Orkun Kılıç mesleki sorunlarını sıraladı
İnşaat Mühendisleri Odası Eskişehir Şube Başkanı Orkun Kılıç, 2025 yılında inşaat mühendislerinin çözüm bekleyen sorunlarını sıraladı. İnşaat Mühendislerinin mesleki ve ekonomik sorunlarının toplumun can güvenliği sorunu olduğunu kaydeden Kılıç, İnşaat Mühendislerinin çok ciddi ekonomik sıkıntılar karşıya kaldığını belirtti. Kılıç, “Türkiye, bir deprem ülkesidir. Bu gerçek herkes tarafından bilinmektedir. Ancak ne yazık ki, deprem gerçeğini bilen bir ülkede, yapı güvenliğinin asli aktörü olan inşaat mühendisleri, uzun yıllardır hem mesleki hem de ekonomik açıdan ciddi sorunlarla karşı karşıyadır. 2025 yılı ve öncesinde inşaat mühendislerinin yaşadığı sorunlar; bireysel değil, kamusal sonuçlar doğuran yapısal sorunlar hâline gelmiştir. Mesleki sorunlar derinleşmiştir. İnşaat mühendisleri bugün, en ağır hukuki ve cezai sorumluluğu taşıyan, ancak karar ve denetim süreçlerinde en az söz sahibi olan meslek grubu hâline getirilmiştir. Şantiye şefliği ve proje müellifliği görevleri; bilimsel üretimin değil, risk devrinin aracı hâline dönüşmüştür. Mühendislik hizmetleri, kamusal bir güvenlik faaliyeti olmaktan çıkarılarak ticari bir “imza işlemi” gibi görülmeye başlanmıştır. Plansız biçimde açılan mühendislik fakülteleri ve kontrolsüz mezun artışı, mesleki niteliği ve itibarı zedelemiş; yetkinlik ile mezuniyet arasındaki fark sistematik biçimde görmezden gelinmiştir” ifadelerini kullandı.

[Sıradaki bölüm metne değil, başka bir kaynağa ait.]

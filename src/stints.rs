use serde::Serialize;
use std::collections::{BTreeMap, BTreeSet};

use crate::laps::LapRecord;

const UNKNOWN_COMPOUND: &str = "unknown";

// compliance heuristics, not the actual sporting regulations
const TWO_COMPOUND_MIN_LAPS: usize = 10;
const LONG_STINT_SHARE: f64 = 0.7;
const LONG_STINT_MIN_LAPS: usize = 15;
const PIT_STOP_MIN_LAPS: usize = 20;

/// A contiguous run of laps on one set of tyres. Averages skip missing values
/// and are `None` when the stint has none.
#[derive(Debug, Clone, PartialEq, Serialize)]
pub struct Stint {
    pub stint_number: usize,
    pub start_lap: u32,
    pub end_lap: u32,
    pub compound: String,
    pub total_laps: usize,
    pub avg_lap_time: Option<f64>,
    pub avg_track_temp: Option<f64>,
    pub avg_air_temp: Option<f64>,
    pub avg_fl_temp: Option<f64>,
    pub avg_fr_temp: Option<f64>,
    pub avg_rl_temp: Option<f64>,
    pub avg_rr_temp: Option<f64>,
}

fn mean_of<I: IntoIterator<Item = Option<f64>>>(values: I) -> Option<f64> {
    let (sum, n) = values
        .into_iter()
        .flatten()
        .filter(|v| !v.is_nan())
        .fold((0.0, 0usize), |(s, n), v| (s + v, n + 1));
    (n > 0).then(|| sum / n as f64)
}

fn aggregate_stint(rows: &[&LapRecord], stint_number: usize) -> Stint {
    let laps: BTreeSet<u32> = rows.iter().map(|r| r.lap).collect();
    Stint {
        stint_number,
        start_lap: laps.first().copied().unwrap_or_default(),
        end_lap: laps.last().copied().unwrap_or_default(),
        compound: rows
            .iter()
            .find_map(|r| r.compound.clone())
            .unwrap_or_else(|| UNKNOWN_COMPOUND.to_string()),
        total_laps: laps.len(),
        avg_lap_time: mean_of(rows.iter().map(|r| r.lap_time_s)),
        avg_track_temp: mean_of(rows.iter().map(|r| r.track_temp)),
        avg_air_temp: mean_of(rows.iter().map(|r| r.air_temp)),
        avg_fl_temp: mean_of(rows.iter().map(|r| r.tyre_temps.fl)),
        avg_fr_temp: mean_of(rows.iter().map(|r| r.tyre_temps.fr)),
        avg_rl_temp: mean_of(rows.iter().map(|r| r.tyre_temps.rl)),
        avg_rr_temp: mean_of(rows.iter().map(|r| r.tyre_temps.rr)),
    }
}

// the lap carrying the pit flag (the out-lap) opens the new stint
fn opens_new_stint(prev: &LapRecord, cur: &LapRecord) -> bool {
    let age_reset = cur.tire_age == Some(0) && prev.tire_age.map_or(false, |a| a > 0);
    cur.pit_stop || age_reset
}

/// Splits a lap summary into stints. Gaps in lap numbering do not by
/// themselves start a new stint.
pub fn build_stints(lap_summary: &[LapRecord]) -> Vec<Stint> {
    let mut ordered: Vec<&LapRecord> = lap_summary.iter().collect();
    ordered.sort_by_key(|r| r.lap);

    let mut groups: Vec<Vec<&LapRecord>> = Vec::new();
    for (i, &row) in ordered.iter().enumerate() {
        match groups.last_mut() {
            Some(current) if !opens_new_stint(ordered[i - 1], row) => current.push(row),
            _ => groups.push(vec![row]),
        }
    }

    groups
        .iter()
        .enumerate()
        .map(|(i, rows)| aggregate_stint(rows, i + 1))
        .collect()
}

/// Average stint length observed per compound.
pub fn mean_stint_lengths(stints: &[Stint]) -> BTreeMap<String, f64> {
    let mut per_compound: BTreeMap<String, Vec<usize>> = BTreeMap::new();
    for s in stints {
        per_compound.entry(s.compound.clone()).or_default().push(s.total_laps);
    }
    per_compound
        .into_iter()
        .map(|(c, lens)| (c, lens.iter().sum::<usize>() as f64 / lens.len() as f64))
        .collect()
}

#[derive(Debug, Clone, PartialEq, Eq, Serialize)]
pub struct ComplianceReport {
    pub used_two_compounds: bool,
    pub max_stint_ok: bool,
    pub pit_stop_required: bool,
    pub notes: Vec<String>,
}

impl Default for ComplianceReport {
    fn default() -> Self {
        ComplianceReport {
            used_two_compounds: true,
            max_stint_ok: true,
            pit_stop_required: true,
            notes: Vec::new(),
        }
    }
}

/// Rough tyre-rule checks over a finished (or in-progress) race. Conditions
/// count as dry unless some weather text mentions rain or wet.
pub fn fia_compliance_check<S: AsRef<str>>(stints: &[Stint], weather: &[S]) -> ComplianceReport {
    let mut report = ComplianceReport::default();
    if stints.is_empty() {
        report.notes.push("No stints detected.".to_string());
        return report;
    }

    let compounds: BTreeSet<&str> = stints.iter().map(|s| s.compound.as_str()).collect();
    let total_laps: usize = stints.iter().map(|s| s.total_laps).sum();
    let is_dry = !weather.iter().any(|w| {
        let w = w.as_ref().to_lowercase();
        w.contains("rain") || w.contains("wet")
    });

    if is_dry && compounds.len() < 2 && total_laps >= TWO_COMPOUND_MIN_LAPS {
        report.used_two_compounds = false;
        report.notes.push("Fewer than two compounds used in dry conditions.".to_string());
    }

    let max_allowed = total_laps as f64 * LONG_STINT_SHARE;
    let too_long = stints.iter().any(|s| s.total_laps as f64 > max_allowed);
    if total_laps >= LONG_STINT_MIN_LAPS && too_long {
        report.max_stint_ok = false;
        report.notes.push("A stint exceeds 70% of the race distance.".to_string());
    }

    if stints.len() < 2 && total_laps > PIT_STOP_MIN_LAPS {
        report.pit_stop_required = false;
        report.notes.push("Long race completed without a pit stop.".to_string());
    }

    report
}

#[cfg(test)]
mod tests {
    use super::*;
    use proptest::prelude::*;

    fn lap(n: u32, compound: &str, age: u32, pit: bool) -> LapRecord {
        LapRecord {
            lap: n,
            lap_time_s: Some(90.0 + age as f64 * 0.1),
            compound: Some(compound.to_string()),
            tire_age: Some(age),
            pit_stop: pit,
            ..Default::default()
        }
    }

    #[test]
    fn pit_lap_opens_second_stint() {
        let laps: Vec<LapRecord> = (1..=10)
            .map(|n| if n < 6 { lap(n, "SOFT", n, false) } else { lap(n, "MEDIUM", n - 6, n == 6) })
            .collect();
        let stints = build_stints(&laps);
        assert_eq!(stints.len(), 2);
        assert_eq!((stints[0].start_lap, stints[0].end_lap), (1, 5));
        assert_eq!((stints[1].start_lap, stints[1].end_lap), (6, 10));
        assert_eq!(stints[1].compound, "MEDIUM");
        assert_eq!(stints[1].stint_number, 2);
    }

    #[test]
    fn age_reset_without_flag_still_splits() {
        let laps =
            vec![lap(1, "HARD", 3, false), lap(2, "HARD", 4, false), lap(3, "HARD", 0, false)];
        let stints = build_stints(&laps);
        assert_eq!(stints.len(), 2);
        assert_eq!(stints[1].start_lap, 3);
    }

    #[test]
    fn lap_gap_does_not_split() {
        let laps =
            vec![lap(1, "SOFT", 1, false), lap(2, "SOFT", 2, false), lap(7, "SOFT", 7, false)];
        let stints = build_stints(&laps);
        assert_eq!(stints.len(), 1);
        assert_eq!(stints[0].total_laps, 3);
        assert_eq!(stints[0].end_lap, 7);
    }

    #[test]
    fn first_row_pit_flag_does_not_emit_empty_stint() {
        let laps = vec![lap(1, "SOFT", 0, true), lap(2, "SOFT", 1, false)];
        let stints = build_stints(&laps);
        assert_eq!(stints.len(), 1);
        assert_eq!(stints[0].stint_number, 1);
    }

    #[test]
    fn missing_times_give_no_average() {
        let mut laps = vec![lap(1, "SOFT", 1, false), lap(2, "SOFT", 2, false)];
        for l in &mut laps {
            l.lap_time_s = None;
        }
        laps[0].track_temp = Some(30.0);
        let stints = build_stints(&laps);
        assert_eq!(stints[0].avg_lap_time, None);
        assert_eq!(stints[0].avg_track_temp, Some(30.0));
        assert!(build_stints(&[]).is_empty());
    }

    #[test]
    fn mean_lengths_by_compound() {
        let laps: Vec<LapRecord> = (1..=12)
            .map(|n| match n {
                1..=4 => lap(n, "MEDIUM", n, false),
                5..=10 => lap(n, "HARD", n - 5, n == 5),
                _ => lap(n, "MEDIUM", n - 11, n == 11),
            })
            .collect();
        let means = mean_stint_lengths(&build_stints(&laps));
        assert_eq!(means["MEDIUM"], 3.0);
        assert_eq!(means["HARD"], 6.0);
    }

    fn stint(n: usize, compound: &str, laps: usize) -> Stint {
        Stint {
            stint_number: n,
            start_lap: 1,
            end_lap: laps as u32,
            compound: compound.to_string(),
            total_laps: laps,
            avg_lap_time: None,
            avg_track_temp: None,
            avg_air_temp: None,
            avg_fl_temp: None,
            avg_fr_temp: None,
            avg_rl_temp: None,
            avg_rr_temp: None,
        }
    }

    #[test]
    fn dry_single_compound_race_is_flagged() {
        let report = fia_compliance_check(&[stint(1, "SOFT", 20)], &["Dry", "Sunny"]);
        assert!(!report.used_two_compounds);
        assert!(!report.max_stint_ok);
        assert!(report.pit_stop_required);
        assert!(report.notes.iter().any(|n| n.contains("two compounds")));
    }

    #[test]
    fn thresholds_are_inclusive_where_they_should_be() {
        let dry = ["Dry"];
        // one lap short of the two-compound rule
        let report = fia_compliance_check(&[stint(1, "SOFT", 9)], &dry);
        assert!(report.used_two_compounds);
        assert!(report.notes.is_empty());

        // one lap short of the long-stint rule
        let report = fia_compliance_check(&[stint(1, "HARD", 14)], &dry);
        assert!(report.max_stint_ok);
        assert!(!report.used_two_compounds);

        // exactly 70% of 20 laps is allowed
        let report = fia_compliance_check(&[stint(1, "MEDIUM", 14), stint(2, "HARD", 6)], &dry);
        assert!(report.max_stint_ok);
        assert_eq!(report, ComplianceReport::default());
    }

    #[test]
    fn wet_race_is_exempt_from_compound_rule() {
        let report = fia_compliance_check(&[stint(1, "INTER", 12)], &["Light Rain"]);
        assert!(report.used_two_compounds);
    }

    #[test]
    fn long_race_without_stop() {
        let report = fia_compliance_check(&[stint(1, "HARD", 30)], &[] as &[&str]);
        assert!(!report.pit_stop_required);
        let ok =
            fia_compliance_check(&[stint(1, "HARD", 15), stint(2, "MEDIUM", 15)], &[] as &[&str]);
        assert_eq!(ok, ComplianceReport::default());
    }

    #[test]
    fn no_stints_is_informational() {
        let report = fia_compliance_check(&[], &[] as &[&str]);
        assert!(report.used_two_compounds && report.max_stint_ok && report.pit_stop_required);
        assert_eq!(report.notes.len(), 1);
    }

    proptest! {
        #[test]
        fn stints_partition_the_summary(
            rows in proptest::collection::vec((1u32..4, any::<bool>(), 0u32..6, 0u8..3), 0..60)
        ) {
            let compounds = ["SOFT", "MEDIUM", "HARD"];
            let mut lap_no = 0;
            let laps: Vec<LapRecord> = rows
                .iter()
                .map(|(gap, pit, age, c)| {
                    lap_no += gap;
                    lap(lap_no, compounds[*c as usize], *age, *pit)
                })
                .collect();
            let stints = build_stints(&laps);
            prop_assert_eq!(stints.iter().map(|s| s.total_laps).sum::<usize>(), laps.len());
            for (i, s) in stints.iter().enumerate() {
                prop_assert_eq!(s.stint_number, i + 1);
                prop_assert!(s.start_lap <= s.end_lap);
                if i > 0 {
                    prop_assert!(stints[i - 1].end_lap < s.start_lap);
                }
            }
        }
    }
}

“Ayakta Kalmakta Zorlanıyorlar”
Ekonomik koşulların mesleği yaşanmaz hale getirdiğini kaydeden Kılıç, asgari mühendislik ücretlerinin fiilen uygulanmadığını söyledi. Kılıç, “Genç mühendisler düşük ücretlerle, güvencesiz koşullarda çalıştırılmaktadır. Serbest çalışan mühendisler artan maliyetler karşısında ayakta kalmakta zorlanmaktadır. Kamuda mühendis istihdamının azaltılması ve denetimin büyük ölçüde özel sektöre bırakılması, kamu yapı güvenliğini zayıflatırken mühendislik mesleğini de değersizleştirmiştir. Deprem, yapı güvenliği ve kentsel dönüşümde ciddi eksiklikler vardır. 2025 yılı itibarıyla Deprem sonrası süreçlerde bilimsel ve teknik yaklaşımlar yerine, siyasi ve kısa vadeli çözümler öne çıkmıştır. Kentsel dönüşüm; sosyal, teknik ve mühendislik bütünlüğünden koparılmış, rant odaklı bir sürece indirgenmiştir. Bu koşullar altında inşaat mühendisleri; sahada bilim üreten değil, hukuki ve vicdani sorumlulukla baş başa bırakılan aktörler hâline getirilmiştir” sözlerini kaydetti.